Collected data:

---

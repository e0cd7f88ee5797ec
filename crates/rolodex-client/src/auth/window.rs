//! # Window Capabilities
//!
//! Traits describing the two browser windows involved in the OAuth
//! popup handshake, kept abstract so the protocol logic stays testable
//! without a real browser. The shipped implementation lives in
//! [`bridge`](super::bridge); webview hosts provide their own.

use std::fmt;

use rolodex_types::CompletionMessage;
use thiserror::Error;

/// Destination origin for a posted message.
///
/// `Exact` requires the receiving window to live on that origin;
/// `Any` is the wildcard used outside production and as the fallback
/// when a strict post is refused.
#[derive(Debug, Clone, PartialEq, Eq)]
pub enum TargetOrigin {
    /// Deliver only to a window on exactly this origin.
    Exact(String),
    /// Deliver regardless of the receiver's origin (`"*"`).
    Any,
}

impl TargetOrigin {
    /// Returns the origin string as it would appear on the wire.
    #[must_use]
    pub fn as_str(&self) -> &str {
        match self {
            TargetOrigin::Exact(origin) => origin,
            TargetOrigin::Any => "*",
        }
    }
}

impl fmt::Display for TargetOrigin {
    fn fmt(&self, f: &mut fmt::Formatter<'_>) -> fmt::Result {
        f.write_str(self.as_str())
    }
}

/// A message post was refused by the receiving side.
#[derive(Debug, Clone, Error)]
#[error("message delivery rejected: {reason}")]
pub struct DeliveryRejected {
    reason: String,
}

impl DeliveryRejected {
    pub fn new(reason: impl Into<String>) -> Self {
        Self {
            reason: reason.into(),
        }
    }
}

/// The window refused to close itself.
#[derive(Debug, Clone, Error)]
#[error("window close rejected: {reason}")]
pub struct CloseRejected {
    reason: String,
}

impl CloseRejected {
    pub fn new(reason: impl Into<String>) -> Self {
        Self {
            reason: reason.into(),
        }
    }
}

/// The window that opened the popup, as seen from inside the popup.
pub trait OpenerWindow {
    /// Whether the opener has been closed since spawning the popup.
    fn is_closed(&self) -> bool;

    /// Posts a completion message toward this window.
    ///
    /// # Errors
    ///
    /// Returns [`DeliveryRejected`] when the receiver refuses the
    /// message, typically because `target` names an origin it does not
    /// live on.
    fn post_message(
        &self,
        message: &CompletionMessage,
        target: &TargetOrigin,
    ) -> Result<(), DeliveryRejected>;
}

/// The popup window the OAuth provider redirected back into.
pub trait PopupWindow {
    type Opener: OpenerWindow;

    /// Handle to the window that spawned this popup, if any.
    fn opener(&self) -> Option<&Self::Opener>;

    /// The popup's own origin, e.g. `https://app.rolodex.example`.
    fn origin(&self) -> &str;

    /// The query string of the popup's current URL, with or without
    /// the leading `?`.
    fn query(&self) -> &str;

    /// Asks the window to close itself.
    ///
    /// # Errors
    ///
    /// Returns [`CloseRejected`] when the host denies the request, as
    /// browsers do for windows that scripts did not open.
    fn close(&self) -> Result<(), CloseRejected>;
}
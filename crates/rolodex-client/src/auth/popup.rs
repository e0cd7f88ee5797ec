//! # Popup Handshake
//!
//! The completion side of the OAuth popup flow. When a provider
//! redirects back into the popup, [`deliver_completion`] reads the
//! result out of the URL, relays it to the window that opened the
//! popup, and closes the popup. Everything here is deliberately
//! infallible: a stuck popup is worse than a lost message, so failures
//! are recorded in the outcome instead of raised.

use rolodex_types::{CompletionMessage, CompletionStatus};

use crate::config::Environment;

use super::window::{OpenerWindow, PopupWindow, TargetOrigin};

/// How the completion message left the popup.
#[derive(Debug, Clone, PartialEq, Eq)]
pub enum Delivery {
    /// The opener was missing or already closed. Nothing was sent and
    /// the popup was left open.
    OpenerUnreachable,
    /// The message was accepted on the first attempt.
    Delivered {
        /// The origin the message was addressed to.
        target: TargetOrigin,
    },
    /// The first attempt was refused and the wildcard retry was
    /// accepted.
    DeliveredByFallback,
    /// Both attempts were refused.
    Dropped,
}

impl Delivery {
    /// Returns true when the opener accepted the message on any attempt.
    #[must_use]
    pub fn is_delivered(&self) -> bool {
        matches!(
            self,
            Delivery::Delivered { .. } | Delivery::DeliveredByFallback
        )
    }
}

/// Result of running the completion handshake.
#[derive(Debug, Clone, PartialEq, Eq)]
pub struct HandshakeOutcome {
    /// What happened to the completion message.
    pub delivery: Delivery,
    /// Whether the popup managed to close itself afterwards.
    pub window_closed: bool,
}

/// Runs the completion handshake from inside the popup window.
///
/// Reads `status` and `token` from the popup's query string; a missing
/// `status` counts as success. If the opener is gone the handshake
/// stops there, leaving the popup open so the user still sees the
/// provider's final page. Otherwise the completion message is posted to
/// the opener: addressed to the popup's own origin in production, to
/// any origin elsewhere. A refused post is retried once with the
/// wildcard target, after which the message is dropped. The popup then
/// asks to close itself regardless of how delivery went.
///
/// Nothing in this flow can fail the caller; the returned
/// [`HandshakeOutcome`] says what actually happened.
pub fn deliver_completion<W: PopupWindow>(window: &W, environment: Environment) -> HandshakeOutcome {
    let query = window.query();
    let status = query_param(query, "status")
        .map(|raw| CompletionStatus::from_param(&raw))
        .unwrap_or_default();
    let token = query_param(query, "token");
    let message = CompletionMessage::new(status, token);

    let opener = match window.opener() {
        Some(opener) if !opener.is_closed() => opener,
        _ => {
            return HandshakeOutcome {
                delivery: Delivery::OpenerUnreachable,
                window_closed: false,
            }
        }
    };

    let target = if environment.is_production() {
        TargetOrigin::Exact(window.origin().to_string())
    } else {
        TargetOrigin::Any
    };

    let delivery = match opener.post_message(&message, &target) {
        Ok(()) => Delivery::Delivered { target },
        Err(_) => match opener.post_message(&message, &TargetOrigin::Any) {
            Ok(()) => Delivery::DeliveredByFallback,
            Err(_) => Delivery::Dropped,
        },
    };

    HandshakeOutcome {
        delivery,
        window_closed: window.close().is_ok(),
    }
}

/// Returns the first occurrence of `name` in `query`, percent-decoded.
///
/// The leading `?` is optional; repeated parameters resolve to the
/// first value, matching what `URLSearchParams.get` would report.
fn query_param(query: &str, name: &str) -> Option<String> {
    url::form_urlencoded::parse(query.trim_start_matches('?').as_bytes())
        .find(|(key, _)| key == name)
        .map(|(_, value)| value.into_owned())
}
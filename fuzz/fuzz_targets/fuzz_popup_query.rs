//! Fuzz target for the popup completion handshake.
//!
//! Runs the full handshake over the in-process bridge with an arbitrary
//! query string, covering query parsing and both delivery policies.

#![no_main]

use libfuzzer_sys::fuzz_target;
use rolodex_client::auth::{deliver_completion, AuthBridge};
use rolodex_client::config::Environment;

fuzz_target!(|data: &[u8]| {
    let Ok(query) = std::str::from_utf8(data) else {
        return;
    };

    for environment in [Environment::Development, Environment::Production] {
        let (bridge, popup) =
            AuthBridge::open_popup("http://localhost:3000", "http://localhost:5173", query);
        let outcome = deliver_completion(&popup, environment);
        assert_eq!(outcome.delivery.is_delivered(), bridge.try_take().is_some());
    }
});
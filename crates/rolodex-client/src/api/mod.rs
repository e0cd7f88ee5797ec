//! # Rolodex API
//!
//! Typed access to the Rolodex server's REST API.
//!
//! ## Components
//!
//! - **client**: HTTP client with optional bearer authentication
//! - **normalize**: Collapses the API's envelope shapes into one form
//! - **types**: Customer and campaign records as the server returns them
//! - **error**: Error types surfaced to callers

mod client;
mod error;
mod normalize;
mod types;

pub use client::RolodexClient;
pub use error::{ApiError, ApiResult};
pub use normalize::{normalize_list_payload, NormalizedList};
pub use types::{Campaign, CampaignStatus, Customer, CustomerStatus, Page};
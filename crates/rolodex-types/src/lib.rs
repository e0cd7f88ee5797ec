//! Common wire types used throughout Rolodex.
//!
//! This crate provides the types that cross surface boundaries in the
//! Rolodex CRM client: the completion message the auth popup relays to the
//! window that opened it, and the pagination descriptor attached to
//! normalized list responses. Both the client core and the dashboard shell
//! link this crate so the two sides of each exchange agree on one shape.

#![forbid(unsafe_code)]
#![warn(missing_docs)]

mod completion;
mod page;

pub use completion::{CompletionMessage, CompletionStatus, AUTH_POPUP_MESSAGE_TYPE};
pub use page::Pagination;
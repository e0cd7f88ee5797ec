//! # Completion Message
//!
//! The payload the auth popup relays to its opener when an OAuth provider
//! redirects back into the popup window.

use std::fmt;

use serde::{Deserialize, Deserializer, Serialize, Serializer};

/// Message tag identifying a cross-window message as an auth popup
/// completion.
///
/// The opener's message listener receives messages from many sources; this
/// tag is what discriminates the completion handshake from unrelated
/// traffic.
pub const AUTH_POPUP_MESSAGE_TYPE: &str = "oauth-popup";

/// Completion status carried by a [`CompletionMessage`].
///
/// The handshake does not validate the status it reads from the redirect
/// URL: the two known values get their own variants, and anything else is
/// forwarded verbatim so the opener sees exactly what the provider sent.
#[derive(Debug, Clone, PartialEq, Eq)]
pub enum CompletionStatus {
    /// The provider reported a successful sign-in.
    Success,
    /// The provider reported a failed sign-in.
    Error,
    /// Any other status string, passed through unchanged.
    Other(String),
}

impl CompletionStatus {
    /// Parses a raw `status` query parameter value.
    #[must_use]
    pub fn from_param(raw: &str) -> Self {
        match raw {
            "success" => Self::Success,
            "error" => Self::Error,
            other => Self::Other(other.to_string()),
        }
    }

    /// Returns the wire representation of this status.
    #[must_use]
    pub fn as_str(&self) -> &str {
        match self {
            Self::Success => "success",
            Self::Error => "error",
            Self::Other(raw) => raw,
        }
    }

    /// Returns true for a successful completion.
    #[must_use]
    pub fn is_success(&self) -> bool {
        matches!(self, Self::Success)
    }
}

impl Default for CompletionStatus {
    /// A redirect without an explicit status implies success.
    fn default() -> Self {
        Self::Success
    }
}

impl fmt::Display for CompletionStatus {
    fn fmt(&self, f: &mut fmt::Formatter<'_>) -> fmt::Result {
        f.write_str(self.as_str())
    }
}

impl Serialize for CompletionStatus {
    fn serialize<S>(&self, serializer: S) -> Result<S::Ok, S::Error>
    where
        S: Serializer,
    {
        serializer.serialize_str(self.as_str())
    }
}

impl<'de> Deserialize<'de> for CompletionStatus {
    fn deserialize<D>(deserializer: D) -> Result<Self, D::Error>
    where
        D: Deserializer<'de>,
    {
        let raw = String::deserialize(deserializer)?;
        Ok(Self::from_param(&raw))
    }
}

/// The payload relayed across windows when the auth popup completes.
///
/// Constructed fresh from URL query parameters when the popup completion
/// page loads, delivered to the opener once, and never persisted.
///
/// # Wire Format
///
/// ```json
/// { "type": "oauth-popup", "status": "success", "token": "..." }
/// ```
///
/// The `token` key is omitted entirely when no token was present in the
/// redirect URL, so receivers can distinguish "no token" from an empty
/// token string.
#[derive(Debug, Clone, PartialEq, Serialize, Deserialize)]
pub struct CompletionMessage {
    /// Protocol tag; always [`AUTH_POPUP_MESSAGE_TYPE`] for messages built
    /// by this crate.
    #[serde(rename = "type")]
    kind: String,

    /// Completion status; defaults to success when a received message
    /// omits it.
    #[serde(default)]
    pub status: CompletionStatus,

    /// Opaque session token, present only when the provider supplied one.
    #[serde(default, skip_serializing_if = "Option::is_none")]
    pub token: Option<String>,
}

impl CompletionMessage {
    /// Creates a new completion message with the protocol tag set.
    #[must_use]
    pub fn new(status: CompletionStatus, token: Option<String>) -> Self {
        Self {
            kind: AUTH_POPUP_MESSAGE_TYPE.to_string(),
            status,
            token,
        }
    }

    /// Returns the message tag.
    #[must_use]
    pub fn kind(&self) -> &str {
        &self.kind
    }

    /// Parses an incoming cross-window JSON value.
    ///
    /// Returns `None` when the value is not tagged as an auth popup
    /// completion or does not have the expected structure. Unrelated
    /// messages on the same channel are expected, so this never errors.
    #[must_use]
    pub fn from_value(value: &serde_json::Value) -> Option<Self> {
        if value.get("type")?.as_str()? != AUTH_POPUP_MESSAGE_TYPE {
            return None;
        }
        serde_json::from_value(value.clone()).ok()
    }
}
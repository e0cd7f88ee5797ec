//! # Auth Bridge
//!
//! In-process implementation of the window capabilities, used when the
//! dashboard and the popup render inside the same host process (the
//! desktop shell embeds both as webviews). The dashboard side holds an
//! [`AuthBridge`] and polls it; the popup side gets a [`BridgePopup`]
//! it can hand to [`deliver_completion`](super::deliver_completion).

use std::sync::atomic::{AtomicBool, Ordering};
use std::sync::mpsc::{self, Receiver, Sender};
use std::sync::Arc;

use rolodex_types::CompletionMessage;

use super::window::{
    CloseRejected, DeliveryRejected, OpenerWindow, PopupWindow, TargetOrigin,
};

/// The dashboard window as the popup sees it.
///
/// Enforces the same origin rule a browser would: a message addressed
/// to an exact origin is only accepted when it names the dashboard's
/// actual origin.
pub struct BridgeOpener {
    origin: String,
    closed: Arc<AtomicBool>,
    sender: Sender<CompletionMessage>,
}

impl OpenerWindow for BridgeOpener {
    fn is_closed(&self) -> bool {
        self.closed.load(Ordering::SeqCst)
    }

    fn post_message(
        &self,
        message: &CompletionMessage,
        target: &TargetOrigin,
    ) -> Result<(), DeliveryRejected> {
        if let TargetOrigin::Exact(origin) = target {
            if origin != &self.origin {
                return Err(DeliveryRejected::new(format!(
                    "target origin {origin} does not match receiver origin {}",
                    self.origin
                )));
            }
        }

        self.sender
            .send(message.clone())
            .map_err(|_| DeliveryRejected::new("receiving side is gone"))
    }
}

/// The popup window handed to the completion page.
///
/// Owns the sending half of the bridge; it is `Send`, so the popup's
/// webview callback can run on whichever thread the host prefers.
pub struct BridgePopup {
    origin: String,
    query: String,
    opener: BridgeOpener,
    closed: Arc<AtomicBool>,
}

impl PopupWindow for BridgePopup {
    type Opener = BridgeOpener;

    fn opener(&self) -> Option<&BridgeOpener> {
        Some(&self.opener)
    }

    fn origin(&self) -> &str {
        &self.origin
    }

    fn query(&self) -> &str {
        &self.query
    }

    fn close(&self) -> Result<(), CloseRejected> {
        self.closed.store(true, Ordering::SeqCst);
        Ok(())
    }
}

/// Dashboard-side handle to an open auth popup.
pub struct AuthBridge {
    receiver: Receiver<CompletionMessage>,
    opener_closed: Arc<AtomicBool>,
    popup_closed: Arc<AtomicBool>,
}

impl AuthBridge {
    /// Opens a popup bridge between a dashboard and a popup origin.
    ///
    /// `query` is the query string the provider's redirect landed on,
    /// exactly as the popup webview reports it. Returns the dashboard's
    /// handle together with the popup window to run the handshake
    /// against.
    #[must_use]
    pub fn open_popup(
        opener_origin: impl Into<String>,
        popup_origin: impl Into<String>,
        query: impl Into<String>,
    ) -> (AuthBridge, BridgePopup) {
        let (sender, receiver) = mpsc::channel();
        let opener_closed = Arc::new(AtomicBool::new(false));
        let popup_closed = Arc::new(AtomicBool::new(false));

        let popup = BridgePopup {
            origin: popup_origin.into(),
            query: query.into(),
            opener: BridgeOpener {
                origin: opener_origin.into(),
                closed: Arc::clone(&opener_closed),
                sender,
            },
            closed: Arc::clone(&popup_closed),
        };

        let bridge = AuthBridge {
            receiver,
            opener_closed,
            popup_closed,
        };

        (bridge, popup)
    }

    /// Takes the completion message if the popup has delivered one.
    pub fn try_take(&self) -> Option<CompletionMessage> {
        self.receiver.try_recv().ok()
    }

    /// Whether the popup has closed itself.
    #[must_use]
    pub fn popup_closed(&self) -> bool {
        self.popup_closed.load(Ordering::SeqCst)
    }

    /// Marks the dashboard window as closed.
    ///
    /// A popup whose handshake runs after this sees an unreachable
    /// opener and backs off.
    pub fn close(&self) {
        self.opener_closed.store(true, Ordering::SeqCst);
    }
}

---

**BRIEF**
Count the lines of the data that hold the word "CompletionStatus". Report the count and nothing more.

**RESULT**
11